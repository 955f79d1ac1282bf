//! Discussion record extraction
//!
//! Converts the submissions that match the selected pattern into ordered
//! discussion records.

use chrono::{DateTime, Local, Utc};
use serde::{Deserialize, Serialize};
use tracing::{debug, warn};

use super::pattern::TitlePattern;
use super::ClassifyError;
use crate::source::RawSubmission;

/// Display format for creation times
///
/// The time is rendered in the host's local zone but labelled `UTC`. This
/// matches the format existing consumers parse; see DESIGN.md.
const CREATED_FORMAT: &str = "%Y-%m-%d %H:%M:%S UTC";

/// One episode discussion thread
#[derive(Debug, Clone, Serialize, Deserialize, PartialEq, Eq)]
pub struct DiscussionRecord {
    /// Season number (1 when the convention has no season)
    pub season: u32,
    /// Episode number
    pub episode: u32,
    /// Original submission title
    pub title: String,
    /// Creation time, e.g. "2021-05-01 08:00:00 UTC"
    pub created: String,
    /// Number of comments
    pub comment_count: u64,
    /// Submission URL
    pub url: String,
}

impl DiscussionRecord {
    /// Build a record from a submission the pattern matched
    ///
    /// Returns `Ok(None)` when the pattern does not match the title.
    pub fn from_submission(
        submission: &RawSubmission,
        pattern: &TitlePattern,
    ) -> Result<Option<Self>, ClassifyError> {
        let Some((season, episode)) = pattern.captures(&submission.title) else {
            return Ok(None);
        };

        let season = parse_field(&submission.title, "season", pattern.has_season, season)?;
        let episode = parse_field(&submission.title, "episode", pattern.has_episode, episode)?;

        Ok(Some(Self {
            season,
            episode,
            title: submission.title.clone(),
            created: format_created(submission.created_utc),
            comment_count: submission.comment_count,
            url: submission.url.clone(),
        }))
    }

    /// Ordering key: season, then episode, then title
    pub fn sort_key(&self) -> (u32, u32, &str) {
        (self.season, self.episode, &self.title)
    }
}

fn parse_field(
    title: &str,
    field: &'static str,
    captured_by_pattern: bool,
    value: Option<&str>,
) -> Result<u32, ClassifyError> {
    match value {
        Some(value) if captured_by_pattern => {
            value
                .parse::<u32>()
                .map_err(|_| ClassifyError::UnparseableField {
                    title: title.to_string(),
                    field,
                    value: value.to_string(),
                })
        }
        _ => Ok(1),
    }
}

/// Render a creation time for display
pub fn format_created(created_utc: DateTime<Utc>) -> String {
    created_utc
        .with_timezone(&Local)
        .format(CREATED_FORMAT)
        .to_string()
}

/// Extract records for every submission matching `pattern`, sorted by
/// season, episode and title
///
/// Titles that do not match are skipped. A title whose numbers cannot be
/// parsed is skipped too; neither aborts the batch.
pub fn extract(submissions: &[RawSubmission], pattern: &TitlePattern) -> Vec<DiscussionRecord> {
    let mut records: Vec<DiscussionRecord> = submissions
        .iter()
        .filter_map(|submission| match DiscussionRecord::from_submission(submission, pattern) {
            Ok(Some(record)) => {
                debug!("Matched: `{}`", record.title);
                Some(record)
            }
            Ok(None) => None,
            Err(e) => {
                warn!("Dropping submission: {}", e);
                None
            }
        })
        .collect();

    records.sort_by(|a, b| a.sort_key().cmp(&b.sort_key()));
    records
}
================
• TASK GOAL: Your reply must consist of the entire listing, repeated word for word.

• EXERCISE SOLUTION:
repository 955f79d1ac1282bf
//! Discussion record extraction
//!
//! Converts the submissions that match the selected pattern into ordered
//! discussion records.

use chrono::{DateTime, Local, Utc};
use serde::{Deserialize, Serialize};
use tracing::{debug, warn};

use super::pattern::TitlePattern;
use super::ClassifyError;
use crate::source::RawSubmission;

/// Display format for creation times
///
/// The time is rendered in the host's local zone but labelled `UTC`. This
/// matches the format existing consumers parse; see DESIGN.md.
const CREATED_FORMAT: &str = "%Y-%m-%d %H:%M:%S UTC";

/// One episode discussion thread
#[derive(Debug, Clone, Serialize, Deserialize, PartialEq, Eq)]
pub struct DiscussionRecord {
    /// Season number (1 when the convention has no season)
    pub season: u32,
    /// Episode number
    pub episode: u32,
    /// Original submission title
    pub title: String,
    /// Creation time, e.g. "2021-05-01 08:00:00 UTC"
    pub created: String,
    /// Number of comments
    pub comment_count: u64,
    /// Submission URL
    pub url: String,
}

impl DiscussionRecord {
    /// Build a record from a submission the pattern matched
    ///
    /// Returns `Ok(None)` when the pattern does not match the title.
    pub fn from_submission(
        submission: &RawSubmission,
        pattern: &TitlePattern,
    ) -> Result<Option<Self>, ClassifyError> {
        let Some((season, episode)) = pattern.captures(&submission.title) else {
            return Ok(None);
        };

        let season = parse_field(&submission.title, "season", pattern.has_season, season)?;
        let episode = parse_field(&submission.title, "episode", pattern.has_episode, episode)?;

        Ok(Some(Self {
            season,
            episode,
            title: submission.title.clone(),
            created: format_created(submission.created_utc),
            comment_count: submission.comment_count,
            url: submission.url.clone(),
        }))
    }

    /// Ordering key: season, then episode, then title
    pub fn sort_key(&self) -> (u32, u32, &str) {
        (self.season, self.episode, &self.title)
    }
}

fn parse_field(
    title: &str,
    field: &'static str,
    captured_by_pattern: bool,
    value: Option<&str>,
) -> Result<u32, ClassifyError> {
    match value {
        Some(value) if captured_by_pattern => {
            value
                .parse::<u32>()
                .map_err(|_| ClassifyError::UnparseableField {
                    title: title.to_string(),
                    field,
                    value: value.to_string(),
                })
        }
        _ => Ok(1),
    }
}

/// Render a creation time for display
pub fn format_created(created_utc: DateTime<Utc>) -> String {
    created_utc
        .with_timezone(&Local)
        .format(CREATED_FORMAT)
        .to_string()
}

/// Extract records for every submission matching `pattern`, sorted by
/// season, episode and title
///
/// Titles that do not match are skipped. A title whose numbers cannot be
/// parsed is skipped too; neither aborts the batch.
pub fn extract(submissions: &[RawSubmission], pattern: &TitlePattern) -> Vec<DiscussionRecord> {
    let mut records: Vec<DiscussionRecord> = submissions
        .iter()
        .filter_map(|submission| match DiscussionRecord::from_submission(submission, pattern) {
            Ok(Some(record)) => {
                debug!("Matched: `{}`", record.title);
                Some(record)
            }
            Ok(None) => None,
            Err(e) => {
                warn!("Dropping submission: {}", e);
                None
            }
        })
        .collect();

    records.sort_by(|a, b| a.sort_key().cmp(&b.sort_key()));
    records
}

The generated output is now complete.